Hyatt Hotels said a previously reported malware attack to steal payment card data affected 250 hotels between August 13 and Dec. 8.
The hotel operator listed affected locations worldwide and the period when they were at risk, on its website.
“We do not know the number of customers affected at this time,” company spokeswoman Stephanie Sheppard said in an email.
Hyatt (H) said on Thursday it identified unauthorized access to data on cards used at certain Hyatt-managed locations, primarily its restaurants.
The company also said the “at-risk window” for a limited number of locations began on or shortly after July 30.
The malware was designed to collect data such as cardholder name, card number, expiration date, and internal verification code, the company said.
Hyatt said it has notified the appropriate country and state regulators and is working with the FBI.

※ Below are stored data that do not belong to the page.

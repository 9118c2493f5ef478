use pretty_assertions::assert_eq;
use prompt_relay::models::{KeywordResponse, ModelsResponse, PromptResponse, ServerConfig};
use prompt_relay::server::{self, AppState};
use reqwest::StatusCode;
use serde_json::{json, Value};
use std::time::Duration;
use tokio::net::TcpListener;
use wiremock::matchers::{body_string_contains, header, method, path, path_regex};
use wiremock::{Mock, MockServer, ResponseTemplate};

const GEMINI_PATH: &str = r"^/v1beta/models/[^/]+:generateContent$";

/// Starts the relay on an ephemeral port with both providers pointed at `upstream`.
async fn spawn_relay(upstream: &MockServer) -> String {
    let config = ServerConfig {
        gemini_base_url: Some(upstream.uri()),
        openrouter_base_url: Some(upstream.uri()),
        prompt_delay: Duration::ZERO,
        ..ServerConfig::default()
    };

    let listener = TcpListener::bind("127.0.0.1:0").await.unwrap();
    let addr = listener.local_addr().unwrap();
    tokio::spawn(server::serve_on(listener, AppState::from_config(&config)));

    format!("http://{}", addr)
}

fn gemini_text(text: &str) -> ResponseTemplate {
    ResponseTemplate::new(200).set_body_json(json!({
        "candidates": [{ "content": { "parts": [{ "text": text }] } }]
    }))
}

fn openrouter_text(text: &str) -> ResponseTemplate {
    ResponseTemplate::new(200).set_body_json(json!({
        "choices": [{ "message": { "role": "assistant", "content": text }, "finish_reason": "stop" }]
    }))
}

async fn message_of(response: reqwest::Response) -> String {
    let body: Value = response.json().await.unwrap();
    body["message"].as_str().unwrap().to_string()
}

#[tokio::test]
async fn test_gemini_keywords_returns_first_count_lines() {
    let upstream = MockServer::start().await;
    Mock::given(method("POST"))
        .and(path_regex(GEMINI_PATH))
        .and(header("x-goog-api-key", "g-key"))
        .respond_with(gemini_text("tree\nriver\nriver\nmountain\nsky\nstone"))
        .expect(1)
        .mount(&upstream)
        .await;
    let base = spawn_relay(&upstream).await;

    let response = reqwest::Client::new()
        .post(format!("{}/api/keywords/generate", base))
        .header("X-Provider", "gemini")
        .header("X-API-Key", "g-key")
        .json(&json!({ "input": "nature", "count": 5 }))
        .send()
        .await
        .unwrap();

    assert_eq!(response.status(), StatusCode::OK);
    let body: KeywordResponse = response.json().await.unwrap();
    assert_eq!(body.keywords, vec!["tree", "river", "river", "mountain", "sky"]);
}

#[tokio::test]
async fn test_vector_prompt_falls_back_on_empty_completion() {
    let upstream = MockServer::start().await;
    Mock::given(method("POST"))
        .and(path_regex(GEMINI_PATH))
        .respond_with(gemini_text(""))
        .expect(1)
        .mount(&upstream)
        .await;
    let base = spawn_relay(&upstream).await;

    let response = reqwest::Client::new()
        .post(format!("{}/api/prompts/generate", base))
        .header("X-Provider", "gemini")
        .header("X-API-Key", "g-key")
        .json(&json!({ "keywords": ["owl"], "type": "vector", "count": 1 }))
        .send()
        .await
        .unwrap();

    assert_eq!(response.status(), StatusCode::OK);
    let body: PromptResponse = response.json().await.unwrap();
    assert_eq!(
        body.prompts,
        vec!["A clean vector illustration of owl with modern design elements and vibrant colors."]
    );
}

#[tokio::test]
async fn test_openrouter_prompts_one_call_per_keyword_in_order() {
    let upstream = MockServer::start().await;
    Mock::given(method("POST"))
        .and(path("/api/v1/chat/completions"))
        .and(header("Authorization", "Bearer sk-or"))
        .and(body_string_contains("keyword \\\"owl\\\""))
        .respond_with(openrouter_text("A snowy owl on a fence post, backlit by winter sun."))
        .expect(1)
        .mount(&upstream)
        .await;
    Mock::given(method("POST"))
        .and(path("/api/v1/chat/completions"))
        .and(body_string_contains("keyword \\\"fox\\\""))
        .respond_with(openrouter_text("fox"))
        .expect(1)
        .mount(&upstream)
        .await;
    let base = spawn_relay(&upstream).await;

    let response = reqwest::Client::new()
        .post(format!("{}/api/prompts/generate", base))
        .header("X-Provider", "openrouter")
        .header("Authorization", "Bearer sk-or")
        .header("X-Model", "openai/gpt-4o-mini")
        .json(&json!({ "keywords": ["owl", "fox", "elk"], "type": "photography", "count": 2 }))
        .send()
        .await
        .unwrap();

    assert_eq!(response.status(), StatusCode::OK);
    let body: PromptResponse = response.json().await.unwrap();
    assert_eq!(
        body.prompts,
        vec![
            "A snowy owl on a fence post, backlit by winter sun.",
            "A professional photograph featuring fox with dramatic lighting and artistic composition.",
        ]
    );
}

#[tokio::test]
async fn test_unknown_provider_is_rejected_before_upstream() {
    let upstream = MockServer::start().await;
    Mock::given(method("POST"))
        .respond_with(gemini_text("never"))
        .expect(0)
        .mount(&upstream)
        .await;
    let base = spawn_relay(&upstream).await;
    let client = reqwest::Client::new();

    for provider in [None, Some("openai")] {
        let mut request = client
            .post(format!("{}/api/keywords/generate", base))
            .header("X-API-Key", "g-key")
            .json(&json!({ "input": "nature", "count": 5 }));
        if let Some(provider) = provider {
            request = request.header("X-Provider", provider);
        }

        let response = request.send().await.unwrap();
        assert_eq!(response.status(), StatusCode::BAD_REQUEST);
        assert!(message_of(response).await.contains("API provider must be specified"));
    }
}

#[tokio::test]
async fn test_missing_credentials_are_rejected_before_upstream() {
    let upstream = MockServer::start().await;
    Mock::given(method("POST"))
        .respond_with(gemini_text("never"))
        .expect(0)
        .mount(&upstream)
        .await;
    let base = spawn_relay(&upstream).await;
    let client = reqwest::Client::new();
    let url = format!("{}/api/prompts/generate", base);
    let body = json!({ "keywords": ["owl"], "type": "vector", "count": 1 });

    let gemini_without_key = client
        .post(&url)
        .header("X-Provider", "gemini")
        .json(&body)
        .send()
        .await
        .unwrap();
    assert_eq!(gemini_without_key.status(), StatusCode::BAD_REQUEST);
    assert!(message_of(gemini_without_key).await.contains("Gemini API key required"));

    let openrouter_without_bearer = client
        .post(&url)
        .header("X-Provider", "openrouter")
        .header("X-Model", "m")
        .json(&body)
        .send()
        .await
        .unwrap();
    assert_eq!(openrouter_without_bearer.status(), StatusCode::UNAUTHORIZED);

    let openrouter_without_model = client
        .post(&url)
        .header("X-Provider", "openrouter")
        .header("Authorization", "Bearer sk-or")
        .json(&body)
        .send()
        .await
        .unwrap();
    assert_eq!(openrouter_without_model.status(), StatusCode::BAD_REQUEST);
    assert!(message_of(openrouter_without_model)
        .await
        .contains("model selection required"));
}

#[tokio::test]
async fn test_schema_violations_are_bad_requests() {
    let upstream = MockServer::start().await;
    let base = spawn_relay(&upstream).await;
    let client = reqwest::Client::new();

    let cases = [
        ("/api/keywords/generate", json!({ "input": "nature", "count": 0 })),
        ("/api/keywords/generate", json!({ "input": "nature", "count": 201 })),
        ("/api/keywords/generate", json!({ "input": "", "count": 5 })),
        ("/api/keywords/generate", json!({ "count": 5 })),
        ("/api/prompts/generate", json!({ "keywords": [], "type": "vector", "count": 1 })),
        ("/api/prompts/generate", json!({ "keywords": ["owl"], "type": "watercolor", "count": 1 })),
        ("/api/openrouter/models", json!({ "apiKey": "" })),
    ];

    for (route, body) in cases {
        let response = client
            .post(format!("{}{}", base, route))
            .header("X-Provider", "gemini")
            .header("X-API-Key", "g-key")
            .json(&body)
            .send()
            .await
            .unwrap();
        assert_eq!(
            response.status(),
            StatusCode::BAD_REQUEST,
            "{} {}",
            route,
            body
        );
        assert!(!message_of(response).await.is_empty());
    }

    assert!(upstream.received_requests().await.unwrap().is_empty());
}

#[tokio::test]
async fn test_upstream_failure_is_500_with_status_in_message() {
    let upstream = MockServer::start().await;
    Mock::given(method("POST"))
        .and(path_regex(GEMINI_PATH))
        .respond_with(ResponseTemplate::new(503).set_body_string("overloaded"))
        .mount(&upstream)
        .await;
    let base = spawn_relay(&upstream).await;

    let response = reqwest::Client::new()
        .post(format!("{}/api/keywords/generate", base))
        .header("X-Provider", "gemini")
        .header("X-API-Key", "g-key")
        .json(&json!({ "input": "nature", "count": 5 }))
        .send()
        .await
        .unwrap();

    assert_eq!(response.status(), StatusCode::INTERNAL_SERVER_ERROR);
    assert_eq!(message_of(response).await, "Gemini API error: 503 overloaded");
}

#[tokio::test]
async fn test_models_endpoint_lists_catalog() {
    let upstream = MockServer::start().await;
    Mock::given(method("GET"))
        .and(path("/api/v1/models"))
        .and(header("Authorization", "Bearer sk-or"))
        .respond_with(ResponseTemplate::new(200).set_body_json(json!({
            "data": [
                { "id": "openai/gpt-4o", "name": "GPT-4o", "description": "Flagship" },
                { "id": "meta/llama-3" }
            ]
        })))
        .expect(1)
        .mount(&upstream)
        .await;
    let base = spawn_relay(&upstream).await;

    let response = reqwest::Client::new()
        .post(format!("{}/api/openrouter/models", base))
        .json(&json!({ "apiKey": "sk-or" }))
        .send()
        .await
        .unwrap();

    assert_eq!(response.status(), StatusCode::OK);
    let body: ModelsResponse = response.json().await.unwrap();
    assert_eq!(body.models.len(), 2);
    assert_eq!(body.models[1].name, "meta/llama-3");
    assert_eq!(body.models[0].description.as_deref(), Some("Flagship"));
}

#[tokio::test]
async fn test_cors_preflight_and_response_headers() {
    let upstream = MockServer::start().await;
    Mock::given(method("POST"))
        .and(path_regex(GEMINI_PATH))
        .respond_with(gemini_text("tree"))
        .mount(&upstream)
        .await;
    let base = spawn_relay(&upstream).await;
    let client = reqwest::Client::new();

    let preflight = client
        .request(
            reqwest::Method::OPTIONS,
            format!("{}/api/keywords/generate", base),
        )
        .header("Origin", "https://app.example")
        .header("Access-Control-Request-Method", "POST")
        .header("Access-Control-Request-Headers", "x-provider,x-api-key")
        .send()
        .await
        .unwrap();

    assert_eq!(preflight.status(), StatusCode::OK);
    let headers = preflight.headers();
    assert_eq!(headers["access-control-allow-origin"], "*");
    let allowed = headers["access-control-allow-headers"]
        .to_str()
        .unwrap()
        .to_ascii_lowercase();
    for name in ["content-type", "authorization", "x-provider", "x-api-key", "x-model"] {
        assert!(allowed.contains(name), "missing {} in {}", name, allowed);
    }
    let methods = headers["access-control-allow-methods"].to_str().unwrap();
    assert!(methods.contains("POST"));
    assert!(methods.contains("OPTIONS"));

    let response = client
        .post(format!("{}/api/keywords/generate", base))
        .header("Origin", "https://app.example")
        .header("X-Provider", "gemini")
        .header("X-API-Key", "g-key")
        .json(&json!({ "input": "nature", "count": 1 }))
        .send()
        .await
        .unwrap();
    assert_eq!(response.status(), StatusCode::OK);
    assert_eq!(response.headers()["access-control-allow-origin"], "*");
}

Up to Wednesday’s close, Hyatt shares had lost about a fifth of their value since the data breach was announced.
Hyatt said it has arranged an identity protection and fraud detection firm to provide one year of free services to affected customers.
The company disclosed in December that its payment processing system was infected with malware but did not mention how long its network was infected.
Hyatt, controlled by the billionaire Pritzker family, is the fourth major hotel operator to warn of a breach since October.
Donald Trump’s luxury hotel chain, Trump Hotel Collection, also confirmed the possibility of a data security incident.